Due to the thinning grass, I've had a LOT of weeds develop, mostly creeping charlie and wild violet but also some crabgrass and other broadleaf weeds. I do want to keep as much of what has survived as possible so I blanket sprayed Tenacity (rather than glyphosate) to try to knock down the wild violet and creeping charlie. I also noticed I have at least 2 spots of THIS growing now as well. Uggh.
https://drive.google.com/open?id=12PdJQBEarrqzb3b8OkBCHmirS9sN5MVd

This likely would not have been an issue if my TTTF had remained thick and dense through summer. If the Tenacity doesn't take care of it, I'll follow with glyphosate before seeding.

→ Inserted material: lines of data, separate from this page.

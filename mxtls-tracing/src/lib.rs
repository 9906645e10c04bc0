//! Attribute macros that wrap functions in `tracing` enter/exit events.
//!
//! ```ignore
//! #[traced(instrument(level = tracing::Level::DEBUG, skip_all), timing(precision = "ms"))]
//! async fn probe(&self) -> ProbeResult { .. }
//! ```
//!
//! The expansion refers to `tracing::` by path, so the calling crate needs
//! `tracing` (with the `attributes` feature when `instrument` is used) in scope.

extern crate proc_macro;

use proc_macro2::TokenStream;
use quote::{quote, quote_spanned};
use syn::{ItemFn, Stmt, parse::Parse, parse_macro_input, parse_quote};

#[derive(PartialEq, Eq, Clone, Copy, Default)]
enum Precision {
    #[default]
    Nanos,
    Micros,
    Millis,
    Seconds,
    Unspecified,
}

impl Precision {
    /// A closure expression rendering the elapsed `Duration` in this unit.
    fn formatter(self) -> syn::Expr {
        match self {
            Self::Nanos => {
                parse_quote!(|d: std::time::Duration| format!("{} ns elapsed", d.as_nanos()))
            }
            Self::Micros => {
                parse_quote!(|d: std::time::Duration| format!("{} us elapsed", d.as_micros()))
            }
            Self::Millis => {
                parse_quote!(|d: std::time::Duration| format!("{} ms elapsed", d.as_millis()))
            }
            Self::Seconds => {
                parse_quote!(|d: std::time::Duration| format!("{} s elapsed", d.as_secs()))
            }
            Self::Unspecified => parse_quote!(|_: std::time::Duration| String::default()),
        }
    }
}

impl From<&str> for Precision {
    fn from(value: &str) -> Self {
        match value {
            "ns" | "nanos" => Self::Nanos,
            "us" | "micros" => Self::Micros,
            "ms" | "millis" => Self::Millis,
            "s" | "secs" => Self::Seconds,
            _ => Self::Unspecified,
        }
    }
}

impl Parse for Precision {
    fn parse(input: syn::parse::ParseStream) -> syn::Result<Self> {
        if !input.peek(syn::token::Paren) {
            return Ok(Self::default());
        }

        let content;
        let _ = syn::parenthesized!(content in input);
        let _ = content.parse::<keywords::precision>()?;
        let _ = content.parse::<syn::Token![=]>()?;
        let precision = content.parse::<syn::LitStr>()?.value();

        Ok(Self::from(precision.as_str()))
    }
}

mod keywords {
    syn::custom_keyword!(timing);
    syn::custom_keyword!(precision);
    syn::custom_keyword!(instrument);
}

#[derive(Default)]
struct Attributes {
    timing: Option<Precision>,
    instrument: Option<TokenStream>,
    unrecognised: Vec<syn::Error>,
}

impl Attributes {
    /// Unknown arguments are surfaced as deprecation warnings rather than
    /// hard errors, so a typo never breaks the build of a probe.
    fn warnings(&self) -> TokenStream {
        let warnings = self.unrecognised.iter().map(|err| {
            let msg = syn::LitStr::new(&format!("unrecognised traced argument, {err}"), err.span());

            quote_spanned! {err.span()=>
                #[warn(deprecated)]
                {
                    #[deprecated(since = "0.0.0", note = #msg)]
                    const TRACED_ARGUMENT_WARNING: () = ();
                    let () = TRACED_ARGUMENT_WARNING;
                }
            }
        });

        quote! { { #(#warnings)* } }
    }
}

impl Parse for Attributes {
    fn parse(input: syn::parse::ParseStream) -> syn::Result<Self> {
        let mut attributes = Self::default();

        while !input.is_empty() {
            let lookahead = input.lookahead1();

            if lookahead.peek(keywords::timing) {
                if attributes.timing.is_some() {
                    return Err(input.error("`timing` may only be given once"));
                }
                let _ = input.parse::<keywords::timing>()?;
                attributes.timing = Some(input.parse()?);
            } else if lookahead.peek(keywords::instrument) {
                if attributes.instrument.is_some() {
                    return Err(input.error("`instrument` may only be given once"));
                }
                let _ = input.parse::<keywords::instrument>()?;
                if input.peek(syn::token::Paren) {
                    let content;
                    let _ = syn::parenthesized!(content in input);
                    attributes.instrument = Some(content.parse()?);
                } else {
                    attributes.instrument = Some(TokenStream::new());
                }
            } else if lookahead.peek(syn::Token![,]) {
                let _ = input.parse::<syn::Token![,]>()?;
            } else {
                attributes.unrecognised.push(lookahead.error());
                let _ = input.parse::<proc_macro2::TokenTree>();
            }
        }

        Ok(attributes)
    }
}

/// Emits `tracing::trace!` events when the attributed function is entered and
/// when it returns (on every exit path, including `?` and early returns).
///
/// Arguments:
/// - `instrument(...)` forwards its contents to `#[tracing::instrument(...)]`.
/// - `timing(precision = "ms")` appends the elapsed time to the exit event.
///
/// # Panics
///
/// When applied to anything other than a function.
#[proc_macro_attribute]
pub fn traced(
    args: proc_macro::TokenStream,
    item: proc_macro::TokenStream,
) -> proc_macro::TokenStream {
    let args = parse_macro_input!(args as Attributes);
    let mut item_fn = parse_macro_input!(item as ItemFn);
    let warnings = args.warnings();

    item_fn
        .attrs
        .push(parse_quote!(#[allow(clippy::items_after_statements)]));

    if let Some(fields) = &args.instrument {
        item_fn
            .attrs
            .push(parse_quote!(#[tracing::instrument(#fields)]));
    }

    let name = item_fn.sig.ident.to_string();
    let on_exit: Stmt = match args.timing {
        None => parse_quote! { tracing::trace!("OnExit: {}", #name); },
        Some(precision) => {
            let formatter = precision.formatter();
            parse_quote! {
                tracing::trace!("OnExit: {} ({})", #name, (#formatter)(self.started.elapsed()));
            }
        }
    };

    let guard: Vec<Stmt> = parse_quote! {
        struct __TracedGuard {
            started: std::time::Instant,
        }

        impl __TracedGuard {
            fn enter() -> Self {
                #warnings

                tracing::trace!("OnEnter: {}", #name);
                Self {
                    started: std::time::Instant::now(),
                }
            }
        }

        impl std::ops::Drop for __TracedGuard {
            fn drop(&mut self) {
                #on_exit
            }
        }

        let __traced_guard = __TracedGuard::enter();
    };

    let body = std::mem::take(&mut item_fn.block.stmts);
    item_fn.block.stmts = guard.into_iter().chain(body).collect();

    proc_macro::TokenStream::from(quote! { #item_fn })
}
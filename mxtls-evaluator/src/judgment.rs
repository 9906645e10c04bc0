use mxtls_common::TlsTestType;
use serde::Serialize;
use uuid::Uuid;

use crate::{Advisory, Grade, advisory::catalogue};

/// The graded outcome of one tested feature.
#[derive(Debug, Clone, PartialEq, Eq, Serialize)]
#[serde(rename_all = "camelCase")]
pub struct Judgment {
    pub test_type: TlsTestType,
    /// The advisory this judgment raises.
    pub id: Uuid,
    pub grade: Grade,
    pub description: String,
}

impl Judgment {
    /// Graded by the advisory's severity. `detail` leads the description
    /// when there is something specific to say.
    pub fn from_advisory(test_type: TlsTestType, advisory: &Advisory, detail: Option<String>) -> Self {
        let description = match detail {
            Some(detail) => format!("{detail}. {}", advisory.text),
            None => advisory.text.to_owned(),
        };

        Self {
            test_type,
            id: advisory.id,
            grade: advisory.grade(),
            description,
        }
    }

    pub fn inconclusive(test_type: TlsTestType, description: impl Into<String>) -> Self {
        Self {
            test_type,
            id: catalogue::UNCLASSIFIED_RESULT.id,
            grade: Grade::Inconclusive,
            description: description.into(),
        }
    }

    /// The advisory to publish, if this judgment is gradeable.
    pub fn advisory(&self) -> Option<&'static Advisory> {
        if self.grade == Grade::Inconclusive {
            return None;
        }
        catalogue::by_id(self.id)
    }
}

/// Judgments in the order they were produced.
#[derive(Debug, Clone, Default, PartialEq, Eq, Serialize)]
#[serde(transparent)]
pub struct EvaluationResult {
    judgments: Vec<Judgment>,
}

impl EvaluationResult {
    pub const fn new(judgments: Vec<Judgment>) -> Self {
        Self { judgments }
    }

    pub fn judgments(&self) -> &[Judgment] {
        &self.judgments
    }

    /// Every judgment produced for `test_type`.
    pub fn get(&self, test_type: TlsTestType) -> impl Iterator<Item = &Judgment> {
        self.judgments
            .iter()
            .filter(move |judgment| judgment.test_type == test_type)
    }

    /// The worst grade overall, `None` when nothing was judged.
    pub fn worst(&self) -> Option<Grade> {
        self.judgments.iter().map(|judgment| judgment.grade).max()
    }

    pub fn is_empty(&self) -> bool {
        self.judgments.is_empty()
    }

    pub fn len(&self) -> usize {
        self.judgments.len()
    }

    /// Distinct advisories in first-raised order.
    pub fn advisories(&self) -> Vec<Advisory> {
        let mut advisories: Vec<Advisory> = Vec::new();
        for advisory in self.judgments.iter().filter_map(Judgment::advisory) {
            if !advisories.contains(advisory) {
                advisories.push(*advisory);
            }
        }
        advisories
    }
}

impl IntoIterator for EvaluationResult {
    type Item = Judgment;
    type IntoIter = std::vec::IntoIter<Judgment>;

    fn into_iter(self) -> Self::IntoIter {
        self.judgments.into_iter()
    }
}

impl FromIterator<Judgment> for EvaluationResult {
    fn from_iter<I: IntoIterator<Item = Judgment>>(iter: I) -> Self {
        Self::new(iter.into_iter().collect())
    }
}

While I wait for better soil temps and cooler weather to arrive over the next several weeks, I'll rake out all the dead grass and better prepare the soil for seed. My target date for seed down is somewhere around 9/8/19.


----------



## quattljl (Aug 8, 2018)

My seed arrived in the mail yesterday, but I was so busy I didn't get a chance to even open it up to see what I got. I went with United Seeds Super Turf I again this year. I'm pretty happy with the cultivars in the blend. They should hold up well to the heat and humidity we see here in Charlotte (assuming I step up my fungicide game next year).
https://drive.google.com/file/d/139W8zfyVAt6G0ukPlXJf0v5NtxEGUH_i/view?usp=drivesdk


----------



## quattljl (Aug 8, 2018)

Update: I am STILL waiting for temps to break. With the exception of maybe 10 days randomly spread throughout the summer, I feel like we have had highs of 90+ degrees since basically May 1st. Soil temps are still around 80+. It's getting ridiculous. Maybe this weekend I'll finally be able to put seed down.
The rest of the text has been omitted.